Listed records

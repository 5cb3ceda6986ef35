use std::path::Path;

use base64::Engine as _;
use base64::engine::general_purpose::STANDARD as BASE64;
use serde::Serialize;
use serde_json::Value;

use crate::error::{AppError, Result};
use crate::init::ChatConfig;

// ============================================================================
// Wire Types
// ============================================================================

#[derive(Debug, Clone, Serialize)]
pub struct CompletionRequest {
    pub model: String,
    pub messages: Vec<ChatMessage>,
    pub temperature: f32,
    pub max_tokens: u32,
    pub frequency_penalty: f32,
    pub presence_penalty: f32,
    pub stream: bool,
}

#[derive(Debug, Clone, Serialize)]
pub struct ChatMessage {
    pub role: String,
    pub content: Content,
}

#[derive(Debug, Clone, Serialize)]
#[serde(untagged)]
pub enum Content {
    Text(String),
    Parts(Vec<ContentPart>),
}

#[derive(Debug, Clone, Serialize)]
#[serde(tag = "type", rename_all = "snake_case")]
pub enum ContentPart {
    Text { text: String },
    ImageUrl { image_url: ImageUrl },
}

#[derive(Debug, Clone, Serialize)]
pub struct ImageUrl {
    pub url: String,
}

const SYSTEM_INSTRUCTION: &str =
    "You are an assistant that describes charts. Explain what the chart shows, \
     name the quantities involved, and answer the user's question from the chart alone.";

const MAX_ANSWER_TOKENS: u32 = 2000;

// ============================================================================
// Visual Interpreter
// ============================================================================

/// Sends a rendered chart image plus the original question to a
/// vision-capable chat model. Read-only: never writes a file.
pub struct VisualInterpreter {
    http: reqwest::Client,
    endpoint: String,
    api_key: String,
}

impl VisualInterpreter {
    pub fn new(config: &ChatConfig) -> Self {
        Self {
            http: reqwest::Client::new(),
            endpoint: config.endpoint.clone(),
            api_key: config.api_key.clone(),
        }
    }

    /// One non-streaming completion with deterministic sampling. Returns the
    /// raw completion payload exactly as the endpoint produced it.
    pub async fn interpret(
        &self,
        question: &str,
        image_path: &Path,
        model: &str,
    ) -> Result<Value> {
        let data_uri = prepare_image(image_path)?;
        let request = build_request(question, &data_uri, model);

        let response = self
            .http
            .post(format!("{}/chat/completions", self.endpoint))
            .header("api-key", &self.api_key)
            .json(&request)
            .send()
            .await
            .map_err(|e| AppError::inference(format!("vision endpoint unreachable: {}", e)))?;

        let status = response.status();
        if !status.is_success() {
            let body = response.text().await.unwrap_or_default();
            return Err(AppError::inference(format!(
                "vision endpoint returned {}: {}",
                status, body
            )));
        }

        response
            .json()
            .await
            .map_err(|e| AppError::inference(format!("vision endpoint sent bad JSON: {}", e)))
    }
}

/// Reads and validates the chart image, returning it as a base64 data URI.
pub(crate) fn prepare_image(path: &Path) -> Result<String> {
    let bytes = std::fs::read(path)
        .map_err(|e| AppError::image_read(format!("cannot read {}: {}", path.display(), e)))?;

    // Reject corrupt or non-image content before shipping it to the model
    image::load_from_memory(&bytes)
        .map_err(|e| AppError::image_read(format!("{} is not a valid image: {}", path.display(), e)))?;

    let mime = mime_guess::from_path(path)
        .first()
        .map(|m| m.essence_str().to_string())
        .unwrap_or_else(|| "image/png".to_string());

    Ok(format!("data:{};base64,{}", mime, BASE64.encode(&bytes)))
}

pub(crate) fn build_request(question: &str, data_uri: &str, model: &str) -> CompletionRequest {
    CompletionRequest {
        model: model.to_string(),
        messages: vec![
            ChatMessage {
                role: "system".to_string(),
                content: Content::Text(SYSTEM_INSTRUCTION.to_string()),
            },
            ChatMessage {
                role: "user".to_string(),
                content: Content::Parts(vec![
                    ContentPart::Text {
                        text: format!("Describe this chart. The original question was: {}", question),
                    },
                    ContentPart::ImageUrl {
                        image_url: ImageUrl {
                            url: data_uri.to_string(),
                        },
                    },
                ]),
            },
        ],
        temperature: 0.0,
        max_tokens: MAX_ANSWER_TOKENS,
        frequency_penalty: 0.0,
        presence_penalty: 0.0,
        stream: false,
    }
}

// ============================================================================
// Tests
// ============================================================================

#[cfg(test)]
mod tests {
    use super::*;
    use crate::error::ErrorCode;
    use std::io::Cursor;
    use std::path::PathBuf;

    fn write_test_png() -> PathBuf {
        let path = std::env::temp_dir().join(format!("chart_{}.png", uuid::Uuid::now_v7()));
        let img = image::RgbImage::new(4, 4);
        let mut bytes = Vec::new();
        img.write_to(&mut Cursor::new(&mut bytes), image::ImageFormat::Png)
            .unwrap();
        std::fs::write(&path, bytes).unwrap();
        path
    }

    #[test]
    fn test_prepare_image_data_uri() {
        let path = write_test_png();
        let uri = prepare_image(&path).unwrap();
        std::fs::remove_file(&path).ok();

        assert!(uri.starts_with("data:image/png;base64,"));
    }

    #[test]
    fn test_missing_image() {
        let err = prepare_image(Path::new("/missing/chart_0.png")).unwrap_err();
        assert_eq!(err.code, ErrorCode::ImageReadError);
    }

    #[test]
    fn test_corrupt_image() {
        let path = std::env::temp_dir().join(format!("bad_{}.png", uuid::Uuid::now_v7()));
        std::fs::write(&path, b"definitely not a png").unwrap();
        let err = prepare_image(&path).unwrap_err();
        std::fs::remove_file(&path).ok();

        assert_eq!(err.code, ErrorCode::ImageReadError);
        assert!(err.message.contains("not a valid image"));
    }

    #[test]
    fn test_request_shape() {
        let request = build_request("profit for Carreterra?", "data:image/png;base64,AAAA", "gpt-4o");

        assert_eq!(request.messages.len(), 2);
        assert_eq!(request.messages[0].role, "system");
        assert_eq!(request.messages[1].role, "user");
        assert_eq!(request.temperature, 0.0);
        assert_eq!(request.max_tokens, MAX_ANSWER_TOKENS);
        assert!(!request.stream);

        let json = serde_json::to_value(&request).unwrap();
        assert_eq!(json["messages"][1]["content"][1]["type"], "image_url");
        assert!(
            json["messages"][1]["content"][0]["text"]
                .as_str()
                .unwrap()
                .contains("profit for Carreterra?")
        );
    }

    #[test]
    fn test_prepare_image_writes_nothing() {
        let dir = std::env::temp_dir().join(format!("ro_{}", uuid::Uuid::now_v7()));
        std::fs::create_dir_all(&dir).unwrap();
        let img = image::RgbImage::new(2, 2);
        let mut bytes = Vec::new();
        img.write_to(&mut Cursor::new(&mut bytes), image::ImageFormat::Png)
            .unwrap();
        let path = dir.join("chart.png");
        std::fs::write(&path, bytes).unwrap();

        prepare_image(&path).unwrap();

        // Interpretation is read-only: the directory still holds only the input
        assert_eq!(std::fs::read_dir(&dir).unwrap().count(), 1);
        std::fs::remove_dir_all(&dir).ok();
    }
}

Task requirements
Set the whole listing down again, unchanged.

Task response
repository 5cb3ceda6986ef35
use std::path::Path;

use base64::Engine as _;
use base64::engine::general_purpose::STANDARD as BASE64;
use serde::Serialize;
use serde_json::Value;

use crate::error::{AppError, Result};
use crate::init::ChatConfig;

// ============================================================================
// Wire Types
// ============================================================================

#[derive(Debug, Clone, Serialize)]
pub struct CompletionRequest {
    pub model: String,
    pub messages: Vec<ChatMessage>,
    pub temperature: f32,
    pub max_tokens: u32,
    pub frequency_penalty: f32,
    pub presence_penalty: f32,
    pub stream: bool,
}

#[derive(Debug, Clone, Serialize)]
pub struct ChatMessage {
    pub role: String,
    pub content: Content,
}

#[derive(Debug, Clone, Serialize)]
#[serde(untagged)]
pub enum Content {
    Text(String),
    Parts(Vec<ContentPart>),
}

#[derive(Debug, Clone, Serialize)]
#[serde(tag = "type", rename_all = "snake_case")]
pub enum ContentPart {
    Text { text: String },
    ImageUrl { image_url: ImageUrl },
}

#[derive(Debug, Clone, Serialize)]
pub struct ImageUrl {
    pub url: String,
}

const SYSTEM_INSTRUCTION: &str =
    "You are an assistant that describes charts. Explain what the chart shows, \
     name the quantities involved, and answer the user's question from the chart alone.";

const MAX_ANSWER_TOKENS: u32 = 2000;

// ============================================================================
// Visual Interpreter
// ============================================================================

/// Sends a rendered chart image plus the original question to a
/// vision-capable chat model. Read-only: never writes a file.
pub struct VisualInterpreter {
    http: reqwest::Client,
    endpoint: String,
    api_key: String,
}

impl VisualInterpreter {
    pub fn new(config: &ChatConfig) -> Self {
        Self {
            http: reqwest::Client::new(),
            endpoint: config.endpoint.clone(),
            api_key: config.api_key.clone(),
        }
    }

    /// One non-streaming completion with deterministic sampling. Returns the
    /// raw completion payload exactly as the endpoint produced it.
    pub async fn interpret(
        &self,
        question: &str,
        image_path: &Path,
        model: &str,
    ) -> Result<Value> {
        let data_uri = prepare_image(image_path)?;
        let request = build_request(question, &data_uri, model);

        let response = self
            .http
            .post(format!("{}/chat/completions", self.endpoint))
            .header("api-key", &self.api_key)
            .json(&request)
            .send()
            .await
            .map_err(|e| AppError::inference(format!("vision endpoint unreachable: {}", e)))?;

        let status = response.status();
        if !status.is_success() {
            let body = response.text().await.unwrap_or_default();
            return Err(AppError::inference(format!(
                "vision endpoint returned {}: {}",
                status, body
            )));
        }

        response
            .json()
            .await
            .map_err(|e| AppError::inference(format!("vision endpoint sent bad JSON: {}", e)))
    }
}

/// Reads and validates the chart image, returning it as a base64 data URI.
pub(crate) fn prepare_image(path: &Path) -> Result<String> {
    let bytes = std::fs::read(path)
        .map_err(|e| AppError::image_read(format!("cannot read {}: {}", path.display(), e)))?;

    // Reject corrupt or non-image content before shipping it to the model
    image::load_from_memory(&bytes)
        .map_err(|e| AppError::image_read(format!("{} is not a valid image: {}", path.display(), e)))?;

    let mime = mime_guess::from_path(path)
        .first()
        .map(|m| m.essence_str().to_string())
        .unwrap_or_else(|| "image/png".to_string());

    Ok(format!("data:{};base64,{}", mime, BASE64.encode(&bytes)))
}

pub(crate) fn build_request(question: &str, data_uri: &str, model: &str) -> CompletionRequest {
    CompletionRequest {
        model: model.to_string(),
        messages: vec![
            ChatMessage {
                role: "system".to_string(),
                content: Content::Text(SYSTEM_INSTRUCTION.to_string()),
            },
            ChatMessage {
                role: "user".to_string(),
                content: Content::Parts(vec![
                    ContentPart::Text {
                        text: format!("Describe this chart. The original question was: {}", question),
                    },
                    ContentPart::ImageUrl {
                        image_url: ImageUrl {
                            url: data_uri.to_string(),
                        },
                    },
                ]),
            },
        ],
        temperature: 0.0,
        max_tokens: MAX_ANSWER_TOKENS,
        frequency_penalty: 0.0,
        presence_penalty: 0.0,
        stream: false,
    }
}

// ============================================================================
// Tests
// ============================================================================

#[cfg(test)]
mod tests {
    use super::*;
    use crate::error::ErrorCode;
    use std::io::Cursor;
    use std::path::PathBuf;

    fn write_test_png() -> PathBuf {
        let path = std::env::temp_dir().join(format!("chart_{}.png", uuid::Uuid::now_v7()));
        let img = image::RgbImage::new(4, 4);
        let mut bytes = Vec::new();
        img.write_to(&mut Cursor::new(&mut bytes), image::ImageFormat::Png)
            .unwrap();
        std::fs::write(&path, bytes).unwrap();
        path
    }

    #[test]
    fn test_prepare_image_data_uri() {
        let path = write_test_png();
        let uri = prepare_image(&path).unwrap();
        std::fs::remove_file(&path).ok();

        assert!(uri.starts_with("data:image/png;base64,"));
    }

    #[test]
    fn test_missing_image() {
        let err = prepare_image(Path::new("/missing/chart_0.png")).unwrap_err();
        assert_eq!(err.code, ErrorCode::ImageReadError);
    }

    #[test]
    fn test_corrupt_image() {
        let path = std::env::temp_dir().join(format!("bad_{}.png", uuid::Uuid::now_v7()));
        std::fs::write(&path, b"definitely not a png").unwrap();
        let err = prepare_image(&path).unwrap_err();
        std::fs::remove_file(&path).ok();

        assert_eq!(err.code, ErrorCode::ImageReadError);
        assert!(err.message.contains("not a valid image"));
    }

    #[test]
    fn test_request_shape() {
        let request = build_request("profit for Carreterra?", "data:image/png;base64,AAAA", "gpt-4o");

        assert_eq!(request.messages.len(), 2);
        assert_eq!(request.messages[0].role, "system");
        assert_eq!(request.messages[1].role, "user");
        assert_eq!(request.temperature, 0.0);
        assert_eq!(request.max_tokens, MAX_ANSWER_TOKENS);
        assert!(!request.stream);

        let json = serde_json::to_value(&request).unwrap();
        assert_eq!(json["messages"][1]["content"][1]["type"], "image_url");
        assert!(
            json["messages"][1]["content"][0]["text"]
                .as_str()
                .unwrap()
                .contains("profit for Carreterra?")
        );
    }

    #[test]
    fn test_prepare_image_writes_nothing() {
        let dir = std::env::temp_dir().join(format!("ro_{}", uuid::Uuid::now_v7()));
        std::fs::create_dir_all(&dir).unwrap();
        let img = image::RgbImage::new(2, 2);
        let mut bytes = Vec::new();
        img.write_to(&mut Cursor::new(&mut bytes), image::ImageFormat::Png)
            .unwrap();
        let path = dir.join("chart.png");
        std::fs::write(&path, bytes).unwrap();

        prepare_image(&path).unwrap();

        // Interpretation is read-only: the directory still holds only the input
        assert_eq!(std::fs::read_dir(&dir).unwrap().count(), 1);
        std::fs::remove_dir_all(&dir).ok();
    }
}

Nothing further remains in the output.